An example of the serialized Tags dictionary is:
{
"Source": "SAP",
"Destination": "TC",
"SAPDeliveryNo": "0012345678",
"PalletID": "(00)312340123456789012(02)21234987654(05)123456(06)1234567890"
}
I'd like to use evaluate bag_unpack(...) to evaluate the JSON and turn the keys into columns. We're likely to add more keys to the dictionary as the project develops and it would be handy not to have to explicitly list every column name in the query.
However, I'm already using project to reduce the number of other columns I display. How can I use both a project statement, to only display some of the other columns, and evaluate bag_unpack(...) to automatically unpack the Tags dictionary into columns?
Or is that not possible?
This is what I have so far, which doesn't work:
traces
| where datetime_part("dayOfYear", timestamp) == datetime_part("dayOfYear", now())
and message has "SendPalletData"
| extend TagsRaw = parse_json(customDimensions.["Tags"])
| evaluate bag_unpack(TagsRaw)
| project timestamp, message, ActionName = customDimensions.["ActionName"], TagsRaw
| order by timestamp desc
When it runs it displays only the columns listed in the project statement (including TagsRaw, so I know the Tags exist in customDimensions).
evaluate bag_unpack(TagsRaw) doesn't automatically add extra columns to the result set unpacked from the Tags in customDimensions.
EDIT: To clarify what I want to achieve, these are the columns I want to output:
timestamp
message
ActionName
TagsRaw
Source
Destination
SAPDeliveryNo
PalletID
EDIT 2: It turned out a major part of my problem was that double quotes within the Tags data are being escaped. While the Tags as viewed in the Azure portal looked like normal JSON, and copied out as normal JSON, when I copied out the whole of a customDimensions record the Tags looked like "Tags": "{\"Source\":\"SAP\",\"Destination\":\"TC\", ... with the double quotes escaped with backslashes.
The accepted answer from David Markovitz handles this situation in the line:
TagsRaw = todynamic(tostring(customDimensions["Tags"]))
A few comments:
When filtering on timestamp, better use the timestamp column As Is, and do the manipulations on the other side of the equation.
When using the has[...] operators, prefer the case-sensitive one (if feasable)
Everything extracted from dynamic value is also dynamic, and when given a dynamic value parse_json() (or its equivalent, todynamic()), simply returns it, As Is.
Therefore, we need to treet customDimensions.["Tags"] in 2 steps:
1st, convert it to string. 2nd, convert the result to dynamic.
To reference a field within a dynamic type you can use X.Y, X["Y"], or "X['Y'].
No need to combine them as you did with customDimensions.["Tags"].
As the bag_unpack plugin doc states:
"The specified input column (Column) is removed."
In other words, TagsRaw does not exist following the bag_unpack operation.
Please note that you can add prefix to the columns generated by bag_unpack.

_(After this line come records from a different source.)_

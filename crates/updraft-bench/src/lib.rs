//! Benchmark fixtures for the Updraft fusion engine.
//!
//! Provides pre-populated snapshots and blackboards so the benches measure
//! the merge fold and the signal paths, not the setup:
//!
//! - [`full_snapshot`]: a snapshot with every measured field valid
//! - [`sparse_snapshot`]: a snapshot carrying only a baro altitude
//! - [`filled_board`]: a blackboard with every device slot populated

#![forbid(unsafe_code)]
#![deny(rustdoc::broken_intra_doc_links)]

use updraft_core::{Airspeed, Angle, DeviceId, GeoPoint, SensorSnapshot, WallTime};
use updraft_engine::{Blackboard, EngineConfig};

/// Build a snapshot with every measured field present and valid.
///
/// This is the worst case for the complement fold: nothing in a lower
/// priority slot can fill a gap, so every field comparison runs.
pub fn full_snapshot(wall_seconds: f64, device_clock: f64) -> SensorSnapshot {
    let now = WallTime::from_seconds(wall_seconds);
    let mut snapshot = SensorSnapshot::default();
    snapshot.connected.update(now);
    snapshot.received = now;
    snapshot.device_clock = device_clock;
    snapshot.time_available.update(now);
    snapshot.location = GeoPoint::new(47.0, 9.0);
    snapshot.location_available.update(now);
    snapshot.track = Angle::degrees(135.0);
    snapshot.track_available.update(now);
    snapshot.ground_speed = 31.5;
    snapshot.ground_speed_available.update(now);
    snapshot.gps_altitude = 1480.0;
    snapshot.gps_altitude_available.update(now);
    snapshot.baro_altitude = 1462.0;
    snapshot.baro_altitude_available.update(now);
    snapshot.airspeed = Airspeed {
        true_airspeed: 33.0,
        indicated_airspeed: 30.0,
    };
    snapshot.airspeed_available.update(now);
    snapshot.total_energy_vario = 0.8;
    snapshot.total_energy_vario_available.update(now);
    snapshot.netto_vario = 1.4;
    snapshot.netto_vario_available.update(now);
    snapshot.g_load = 1.05;
    snapshot.g_load_available.update(now);
    snapshot.settings.mac_cready = 1.2;
    snapshot.settings.mac_cready_available.update(now);
    snapshot.settings.ballast_fraction = 0.5;
    snapshot.settings.ballast_available.update(now);
    snapshot.settings.bugs = 0.95;
    snapshot.settings.bugs_available.update(now);
    snapshot.settings.qnh_hpa = 1018.0;
    snapshot.settings.qnh_available.update(now);
    snapshot
}

/// Build a snapshot carrying only a baro altitude.
///
/// The opposite extreme: almost every field is a gap, so the fold spends
/// its time filling from lower priority slots.
pub fn sparse_snapshot(wall_seconds: f64, baro_altitude: f64) -> SensorSnapshot {
    let now = WallTime::from_seconds(wall_seconds);
    let mut snapshot = SensorSnapshot::default();
    snapshot.connected.update(now);
    snapshot.received = now;
    snapshot.baro_altitude = baro_altitude;
    snapshot.baro_altitude_available.update(now);
    snapshot
}

/// Build a blackboard with `device_count` slots, each already holding a
/// full snapshot, so a merge folds real data across every slot.
pub fn filled_board(device_count: usize) -> Blackboard {
    let config = EngineConfig {
        device_count,
        ..EngineConfig::default()
    };
    let blackboard = Blackboard::new(&config);
    for device in 0..device_count {
        blackboard.write_device_slot(
            DeviceId(device),
            full_snapshot(10.0, 36_000.0 + device as f64),
        );
    }
    blackboard
}

#[cfg(test)]
mod tests {
    use super::*;
    use updraft_core::Source;

    #[test]
    fn full_snapshot_is_fully_valid() {
        let snapshot = full_snapshot(10.0, 36_000.0);
        assert!(snapshot.connected.valid());
        assert!(snapshot.time_available.valid());
        assert!(snapshot.location_available.valid());
        assert!(snapshot.settings.qnh_available.valid());
    }

    #[test]
    fn filled_board_merges_to_a_real_fix() {
        let blackboard = filled_board(4);
        let summary = blackboard.merge();
        assert!(summary.fix_appeared);

        let current = blackboard.read_current();
        assert_eq!(current.source, Source::Real);
        assert!(current.sensor.location_available.valid());
    }
}
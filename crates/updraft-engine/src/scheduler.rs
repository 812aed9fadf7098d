//! The scheduled worker base: a named thread with a sticky trigger.
//!
//! Both engine workers (merge and compute) are instances of
//! [`ScheduledWorker`] with different tick bodies. The worker owns one
//! OS thread that parks until triggered, debounces bursts of triggers
//! into a single tick, enforces a minimum spacing between tick starts,
//! and rests after each tick. All control flows through one mutex and
//! one condvar, so every sleep is interruptible by `trigger()` and
//! `stop()`.
//!
//! ```text
//! trigger() ──┐
//!             v
//!   [boundary: stop? suspend? pending?]
//!             v pending
//!   [delay: coalesce trigger burst]
//!             v
//!   [period_min: spacing from last tick start]
//!             v
//!   consume pending, tick(cancel)
//!             v
//!   [idle_min: unconditional rest]
//!             └──> back to boundary
//! ```

use std::sync::{Arc, Condvar, Mutex, MutexGuard};
use std::thread::{self, JoinHandle};
use std::time::{Duration, Instant};

use updraft_core::CancelToken;

// ── WorkerTiming ─────────────────────────────────────────────────

/// Timing parameters for one scheduled worker.
#[derive(Clone, Copy, Debug, PartialEq, Eq)]
pub struct WorkerTiming {
    /// Minimum spacing between tick starts. Continuous triggers produce
    /// ticks no closer than this, start to start.
    pub period_min: Duration,
    /// Unconditional rest after each tick. Caps worst-case CPU use on
    /// a busy bus. Triggers arriving during the rest stay pending.
    pub idle_min: Duration,
    /// Wait between a trigger arriving and the tick running. Triggers
    /// landing during the wait coalesce into the same tick because the
    /// pending flag is consumed only after it.
    pub delay: Duration,
}

// ── Worker state ─────────────────────────────────────────────────

/// Lifecycle state of a scheduled worker, observable from any thread.
#[derive(Clone, Copy, Debug, PartialEq, Eq)]
pub enum WorkerState {
    /// Constructed, thread not yet spawned.
    Idle,
    /// Thread running, ticking on triggers.
    Running,
    /// Thread parked at a tick boundary until resume.
    Suspended,
    /// Stop requested, thread winding down.
    Stopping,
    /// Thread exited.
    Stopped,
}

// ── Tickable ─────────────────────────────────────────────────────

/// The body a scheduled worker runs.
pub trait Tickable: Send {
    /// Run one unit of work.
    ///
    /// Never invoked concurrently with itself and never while the
    /// worker is suspended. Infallible by signature: implementations
    /// absorb their own failures and log them. `cancel` fires when the
    /// worker is told to stop, letting long passes bail at their own
    /// checkpoints.
    fn tick(&mut self, cancel: &CancelToken);
}

// ── Shared control block ─────────────────────────────────────────

#[derive(Debug)]
struct Control {
    state: WorkerState,
    /// Sticky trigger. Set by `trigger()`, consumed at tick start.
    pending: bool,
    suspend: bool,
    stop: bool,
}

struct Shared {
    ctl: Mutex<Control>,
    cv: Condvar,
    cancel: CancelToken,
}

/// Cheap cloneable handle that requests a tick from a worker.
#[derive(Clone)]
pub struct TriggerHandle {
    shared: Arc<Shared>,
}

impl TriggerHandle {
    /// Request one tick. Sticky and coalescing: any number of calls
    /// before the next tick cause exactly one extra tick. Callable from
    /// any thread in any worker state.
    pub fn trigger(&self) {
        let mut ctl = self.shared.ctl.lock().unwrap();
        ctl.pending = true;
        drop(ctl);
        self.shared.cv.notify_all();
    }
}

impl std::fmt::Debug for TriggerHandle {
    fn fmt(&self, f: &mut std::fmt::Formatter<'_>) -> std::fmt::Result {
        f.debug_struct("TriggerHandle").finish()
    }
}

// ── ScheduledWorker ──────────────────────────────────────────────

/// A named worker thread driven by a sticky trigger.
///
/// The tick body moves into the thread on [`start`](Self::start);
/// control stays here. Dropping the worker stops and joins it.
pub struct ScheduledWorker {
    name: &'static str,
    timing: WorkerTiming,
    shared: Arc<Shared>,
    tickable: Option<Box<dyn Tickable>>,
    thread: Option<JoinHandle<()>>,
}

impl ScheduledWorker {
    /// Create a worker in the [`Idle`](WorkerState::Idle) state.
    pub fn new(name: &'static str, timing: WorkerTiming, tickable: Box<dyn Tickable>) -> Self {
        Self {
            name,
            timing,
            shared: Arc::new(Shared {
                ctl: Mutex::new(Control {
                    state: WorkerState::Idle,
                    pending: false,
                    suspend: false,
                    stop: false,
                }),
                cv: Condvar::new(),
                cancel: CancelToken::new(),
            }),
            tickable: Some(tickable),
            thread: None,
        }
    }

    /// The worker's thread name.
    pub fn name(&self) -> &'static str {
        self.name
    }

    /// Current lifecycle state.
    pub fn state(&self) -> WorkerState {
        self.shared.ctl.lock().unwrap().state
    }

    /// A handle for waking this worker from other threads.
    pub fn trigger_handle(&self) -> TriggerHandle {
        TriggerHandle {
            shared: Arc::clone(&self.shared),
        }
    }

    /// Request one tick. See [`TriggerHandle::trigger`].
    pub fn trigger(&self) {
        self.trigger_handle().trigger();
    }

    /// Spawn the worker thread. No-op unless the worker is Idle.
    pub fn start(&mut self) {
        {
            let mut ctl = self.shared.ctl.lock().unwrap();
            if ctl.state != WorkerState::Idle {
                log::warn!("worker '{}' start ignored in state {:?}", self.name, ctl.state);
                return;
            }
            ctl.state = WorkerState::Running;
        }

        let tickable = match self.tickable.take() {
            Some(t) => t,
            None => return,
        };
        let shared = Arc::clone(&self.shared);
        let timing = self.timing;
        let name = self.name;
        let handle = thread::Builder::new()
            .name(name.into())
            .spawn(move || run_loop(&shared, timing, tickable, name))
            .expect("failed to spawn worker thread");
        self.thread = Some(handle);
        log::debug!("worker '{}' started", self.name);
    }

    /// Ask the worker to park at its next tick boundary. The running
    /// tick, if any, completes first.
    pub fn suspend(&self) {
        let mut ctl = self.shared.ctl.lock().unwrap();
        ctl.suspend = true;
        drop(ctl);
        self.shared.cv.notify_all();
    }

    /// Wake a suspended worker. Pending triggers accumulated while
    /// suspended run normally.
    pub fn resume(&self) {
        let mut ctl = self.shared.ctl.lock().unwrap();
        ctl.suspend = false;
        drop(ctl);
        self.shared.cv.notify_all();
    }

    /// Request termination and fire the cancel token. Observed at the
    /// next tick boundary or cancel checkpoint; callers await the
    /// thread separately via [`join`](Self::join).
    pub fn stop(&self) {
        let mut ctl = self.shared.ctl.lock().unwrap();
        ctl.stop = true;
        match ctl.state {
            WorkerState::Idle => ctl.state = WorkerState::Stopped,
            WorkerState::Running | WorkerState::Suspended => ctl.state = WorkerState::Stopping,
            WorkerState::Stopping | WorkerState::Stopped => {}
        }
        drop(ctl);
        self.shared.cancel.set();
        self.shared.cv.notify_all();
    }

    /// Join the worker thread. Returns false if the thread panicked.
    /// Harmless to call on a never-started worker.
    pub fn join(&mut self) -> bool {
        match self.thread.take() {
            Some(handle) => handle.join().is_ok(),
            None => true,
        }
    }
}

impl Drop for ScheduledWorker {
    fn drop(&mut self) {
        self.stop();
        self.join();
    }
}

impl std::fmt::Debug for ScheduledWorker {
    fn fmt(&self, f: &mut std::fmt::Formatter<'_>) -> std::fmt::Result {
        f.debug_struct("ScheduledWorker")
            .field("name", &self.name)
            .field("timing", &self.timing)
            .field("state", &self.state())
            .finish()
    }
}

// ── Worker loop ──────────────────────────────────────────────────

/// Wait on the condvar until `deadline`, returning early when stop or
/// (if `heed_suspend`) suspend is requested.
fn wait_until<'a>(
    shared: &'a Shared,
    mut ctl: MutexGuard<'a, Control>,
    deadline: Instant,
    heed_suspend: bool,
) -> MutexGuard<'a, Control> {
    loop {
        if ctl.stop || (heed_suspend && ctl.suspend) {
            return ctl;
        }
        let now = Instant::now();
        if now >= deadline {
            return ctl;
        }
        let (guard, _) = shared.cv.wait_timeout(ctl, deadline - now).unwrap();
        ctl = guard;
    }
}

fn run_loop(shared: &Shared, timing: WorkerTiming, mut tickable: Box<dyn Tickable>, name: &str) {
    let mut last_start: Option<Instant> = None;
    let mut ctl = shared.ctl.lock().unwrap();

    'outer: loop {
        // Tick boundary: park until triggered, honoring suspend first.
        loop {
            if ctl.stop {
                break 'outer;
            }
            if ctl.suspend {
                if ctl.state != WorkerState::Suspended {
                    ctl.state = WorkerState::Suspended;
                    log::debug!("worker '{name}' suspended");
                }
                ctl = shared.cv.wait(ctl).unwrap();
                continue;
            }
            if ctl.state == WorkerState::Suspended {
                ctl.state = WorkerState::Running;
                log::debug!("worker '{name}' resumed");
            }
            if ctl.pending {
                break;
            }
            ctl = shared.cv.wait(ctl).unwrap();
        }

        // Debounce so a burst of triggers lands in one tick. Pending is
        // not consumed yet: triggers arriving now coalesce.
        if !timing.delay.is_zero() {
            ctl = wait_until(shared, ctl, Instant::now() + timing.delay, true);
            if ctl.stop || ctl.suspend {
                continue 'outer;
            }
        }

        // Enforce minimum spacing between tick starts.
        if let Some(prev) = last_start {
            ctl = wait_until(shared, ctl, prev + timing.period_min, true);
            if ctl.stop || ctl.suspend {
                continue 'outer;
            }
        }

        ctl.pending = false;
        drop(ctl);
        last_start = Some(Instant::now());
        tickable.tick(&shared.cancel);
        ctl = shared.ctl.lock().unwrap();

        // Unconditional rest. Only stop cuts it short; a suspend is
        // picked up at the boundary.
        if !timing.idle_min.is_zero() {
            ctl = wait_until(shared, ctl, Instant::now() + timing.idle_min, false);
        }
    }

    ctl.state = WorkerState::Stopped;
    drop(ctl);
    shared.cv.notify_all();
    log::debug!("worker '{name}' stopped");
}

const _: fn() = || {
    fn assert_send_sync<T: Send + Sync>() {}
    fn assert_send<T: Send>() {}
    assert_send_sync::<TriggerHandle>();
    assert_send::<ScheduledWorker>();
};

Might make it easier to differentiate them from the rest of the columns.
While you can use project, using project-away is sometimes easier.
// Data sample generation. Not part of the solution.
let traces =
print c1 = "some columns"
,c2 = "we"
,c3 = "don't need"
,timestamp = ago(now()%1d * rand())
,message = "abc SendPalletData xyz"
,customDimensions = dynamic
(
{
"Tags":"{\"Source\":\"SAP\",\"Destination\":\"TC\",\"SAPDeliveryNo\":\"0012345678\",\"PalletID\":\"(00)312340123456789012(02)21234987654(05)123456(06)1234567890\"}"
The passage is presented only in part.